If you take out the first 30 minutes and last 30 minutes, then Kathanam seems convincing. This is where the actual story happens, in a rather interesting way. The director takes his own time to get into the plot and that period tests your patience when you have to bear ill-conceived scenes laced with lousy comedy.
Anu (Anasuya Bharadwaj) is a filmmaker looking for a break and producers for a movie under her direction but in vain. One day, she receives a call from a group of four producers and her movie finally materialises. But, mysteriously, the characters in her script get killed one by one in the same manner how it is written in the narration of the film.
Anu then approaches an Assistant Commissioner of Police (Ranadhir), explains the strange happenings and convinces him. Then both of them connect the dots to solve the mystery behind these killings. Who is behind these murders, how is Anu related to them forms the premise of this ‘Kathanam’.
The scenes between Anu and the ACP leading to arriving at a breakthrough in the case were executed well, and those episodes are the only saving grace in the movie. The suspense is built very decently until it is revealed. Once it is known, the flashback and the following part is the same old story.

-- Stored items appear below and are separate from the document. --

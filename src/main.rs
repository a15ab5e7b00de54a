//! sfplayer - A terminal SoundFont player.
//!
//! Loads a SoundFont and either plays a single test note or a whole MIDI
//! file, with a live waveform of the output.
//!
//! # Usage
//!
//! ```bash
//! cargo run                                   # Note mode, SoundFont fetched from the default URL
//! cargo run -- --mode file font.sf2 song.mid  # MIDI file mode
//! cargo run -- font.sf2 song.mid --render out.wav
//! ```

use anyhow::{Context, Result};
use crossterm::event::{self, Event, KeyCode, KeyEventKind};
use crossterm::execute;
use crossterm::terminal::{
    disable_raw_mode, enable_raw_mode, EnterAlternateScreen, LeaveAlternateScreen,
};
use ratatui::backend::CrosstermBackend;
use ratatui::Terminal;
use sfplayer::app::{App, FileTarget, Mode};
use sfplayer::audio::{render_to_wav, RenderJob, RustySynthFactory};
use sfplayer::config::Config;
use sfplayer::loader::{fetch_resource, read_resource};
use sfplayer::midi::{parse_note, MidiClip};
use sfplayer::session::NoteRequest;
use std::io::{self, Stdout};
use std::path::{Path, PathBuf};
use std::sync::Arc;
use std::time::Duration;

/// Command-line options for the application.
struct CliOptions {
    /// Explicit mode; otherwise inferred from the files given.
    mode: Option<Mode>,
    soundfont: Option<PathBuf>,
    midi: Option<PathBuf>,
    /// JSON configuration file.
    config: Option<PathBuf>,
    /// Render to this WAV file instead of starting the UI.
    render: Option<PathBuf>,
    note: Option<u8>,
    preset: Option<u8>,
}

fn usage_error(message: &str) -> ! {
    eprintln!("Error: {}", message);
    eprintln!("Use --help for usage information");
    std::process::exit(1);
}

impl CliOptions {
    /// Parses command-line arguments.
    fn parse() -> Self {
        let args: Vec<String> = std::env::args().collect();
        let mut options = Self {
            mode: None,
            soundfont: None,
            midi: None,
            config: None,
            render: None,
            note: None,
            preset: None,
        };
        let mut i = 1;

        let value = |i: &mut usize, flag: &str| -> String {
            *i += 1;
            match args.get(*i) {
                Some(v) => v.clone(),
                None => usage_error(&format!("{} requires an argument", flag)),
            }
        };

        while i < args.len() {
            let arg = args[i].clone();
            match arg.as_str() {
                "--mode" => {
                    let name = value(&mut i, "--mode");
                    options.mode = Some(
                        Mode::parse(&name)
                            .unwrap_or_else(|| usage_error("--mode must be 'note' or 'file'")),
                    );
                }
                "--soundfont" | "-sf" => options.soundfont = Some(value(&mut i, &arg).into()),
                "--midi" => options.midi = Some(value(&mut i, &arg).into()),
                "--config" | "-c" => options.config = Some(value(&mut i, &arg).into()),
                "--render" | "-o" => options.render = Some(value(&mut i, &arg).into()),
                "--note" => {
                    let note = value(&mut i, &arg);
                    options.note = Some(
                        parse_note(&note)
                            .unwrap_or_else(|| usage_error("--note takes a name like C4 or 0-127")),
                    );
                }
                "--preset" => {
                    let preset = value(&mut i, &arg);
                    options.preset = Some(
                        preset
                            .parse()
                            .unwrap_or_else(|_| usage_error("--preset takes a number 0-127")),
                    );
                }
                "--help" | "-h" => {
                    print_help(args.first().map(String::as_str).unwrap_or("sfplayer"));
                    std::process::exit(0);
                }
                other => {
                    let lower = other.to_lowercase();
                    if lower.ends_with(".sf2") {
                        options.soundfont = Some(PathBuf::from(other));
                    } else if lower.ends_with(".mid") || lower.ends_with(".midi") {
                        options.midi = Some(PathBuf::from(other));
                    } else {
                        usage_error(&format!("unknown option: {}", other));
                    }
                }
            }
            i += 1;
        }

        options
    }

    /// The mode to run in: explicit, or file mode when a MIDI file was given.
    fn mode(&self) -> Mode {
        self.mode.unwrap_or(if self.midi.is_some() {
            Mode::File
        } else {
            Mode::Note
        })
    }
}

fn print_help(program: &str) {
    eprintln!("sfplayer - Terminal SoundFont player");
    eprintln!();
    eprintln!("Usage: {} [OPTIONS] [FONT.sf2] [SONG.mid]", program);
    eprintln!();
    eprintln!("Options:");
    eprintln!("  --mode note|file       Play a single note, or a MIDI file (default: inferred)");
    eprintln!("  -sf, --soundfont PATH  Load a SoundFont file (.sf2)");
    eprintln!("  --midi PATH            Load a MIDI file (.mid)");
    eprintln!("  -c, --config PATH      Read settings from a JSON file");
    eprintln!("  --note NOTE            Test note, e.g. C4 or 60");
    eprintln!("  --preset N             Preset (program) number");
    eprintln!("  -o, --render OUT.wav   Render to a WAV file instead of playing");
    eprintln!("  -h, --help             Print this help message");
    eprintln!();
    eprintln!("Set RUST_LOG=sfplayer=debug for diagnostics on stderr.");
}

/// Main entry point.
fn main() -> Result<()> {
    let cli = CliOptions::parse();

    tracing_subscriber::fmt()
        .with_env_filter(tracing_subscriber::EnvFilter::from_default_env())
        .with_writer(std::io::stderr)
        .init();

    let mut config = match &cli.config {
        Some(path) => Config::load(path)?,
        None => Config::default(),
    };
    if let Some(note) = cli.note {
        config.note = note;
    }
    if let Some(preset) = cli.preset {
        config.preset = preset;
    }

    if let Some(output) = &cli.render {
        return render_headless(&cli, &config, output);
    }

    let mut app = App::new(cli.mode(), config, Arc::new(RustySynthFactory));
    if let Some(path) = &cli.soundfont {
        app.load_soundfont_file(path);
    }
    if let Some(path) = &cli.midi {
        app.load_midi_file(path);
    }

    let mut terminal = setup_terminal().context("Failed to setup terminal")?;
    let result = run_app(&mut terminal, &mut app);
    restore_terminal(&mut terminal).context("Failed to restore terminal")?;

    result
}

/// Renders the selected playback to a WAV file without opening a device.
fn render_headless(cli: &CliOptions, config: &Config, output: &Path) -> Result<()> {
    let soundfont = match (&cli.soundfont, &config.soundfont_url) {
        (Some(path), _) => read_resource(path)?,
        (None, Some(url)) => fetch_resource(url)?,
        (None, None) => anyhow::bail!("a SoundFont is required (--soundfont PATH)"),
    };

    match cli.mode() {
        Mode::Note => {
            let request = NoteRequest::from_config(config);
            render_to_wav(
                &soundfont,
                RenderJob::Note(&request),
                config.sample_rate,
                config.release_tail(),
                output,
            )?;
        }
        Mode::File => {
            let path = cli
                .midi
                .as_ref()
                .context("file mode needs a MIDI file (--midi PATH)")?;
            let clip = MidiClip::from_buffer(&read_resource(path)?)?;
            render_to_wav(
                &soundfont,
                RenderJob::File(&clip),
                config.sample_rate,
                config.release_tail(),
                output,
            )?;
        }
    }

    eprintln!("Wrote {}", output.display());
    Ok(())
}

/// Sets up the terminal for TUI rendering.
fn setup_terminal() -> Result<Terminal<CrosstermBackend<Stdout>>> {
    enable_raw_mode().context("Failed to enable raw mode")?;
    let mut stdout = io::stdout();
    execute!(stdout, EnterAlternateScreen).context("Failed to enter alternate screen")?;
    let backend = CrosstermBackend::new(stdout);
    let terminal = Terminal::new(backend).context("Failed to create terminal")?;
    Ok(terminal)
}

/// Restores the terminal to its original state.
fn restore_terminal(terminal: &mut Terminal<CrosstermBackend<Stdout>>) -> Result<()> {
    disable_raw_mode().context("Failed to disable raw mode")?;
    execute!(terminal.backend_mut(), LeaveAlternateScreen)
        .context("Failed to leave alternate screen")?;
    terminal.show_cursor().context("Failed to show cursor")?;
    Ok(())
}

/// Main application loop.
fn run_app(terminal: &mut Terminal<CrosstermBackend<Stdout>>, app: &mut App) -> Result<()> {
    loop {
        // Attempt progress and one visualizer frame per redraw
        app.tick();

        terminal.draw(|frame| sfplayer::ui::render(frame, app))?;

        if event::poll(Duration::from_millis(16))? {
            if let Event::Key(key) = event::read()? {
                if key.kind == KeyEventKind::Press {
                    handle_key(app, key.code);
                }
            }
        }

        if app.should_quit {
            return Ok(());
        }
    }
}

fn handle_key(app: &mut App, code: KeyCode) {
    if let Some(browser) = &mut app.browser {
        match code {
            KeyCode::Up | KeyCode::Char('k') => browser.move_up(),
            KeyCode::Down | KeyCode::Char('j') => browser.move_down(),
            KeyCode::Enter => app.browser_select(),
            KeyCode::Esc => app.close_browser(),
            _ => {}
        }
        return;
    }

    match code {
        KeyCode::Enter | KeyCode::Char(' ') => {
            app.start();
        }
        KeyCode::Char('s') => app.open_browser(FileTarget::SoundFont),
        KeyCode::Char('m') => app.open_browser(FileTarget::Midi),
        KeyCode::Char('q') | KeyCode::Esc => app.should_quit = true,
        _ => {}
    }
}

In this women-centric film, Anasuya as the leading lady did all that she is expected and did justice to both the variations in her characterisation. If only she had some say in the ‘kathanam’ (screenplay) of this Kathanam, the result might have been a bit different.
The audience will have no clue why some scenes and characters were placed in the first half and the melodramatic turn that the movie takes in the climax. Kathanam tries hard to sell itself as a suspense thriller but fails to pack a punch.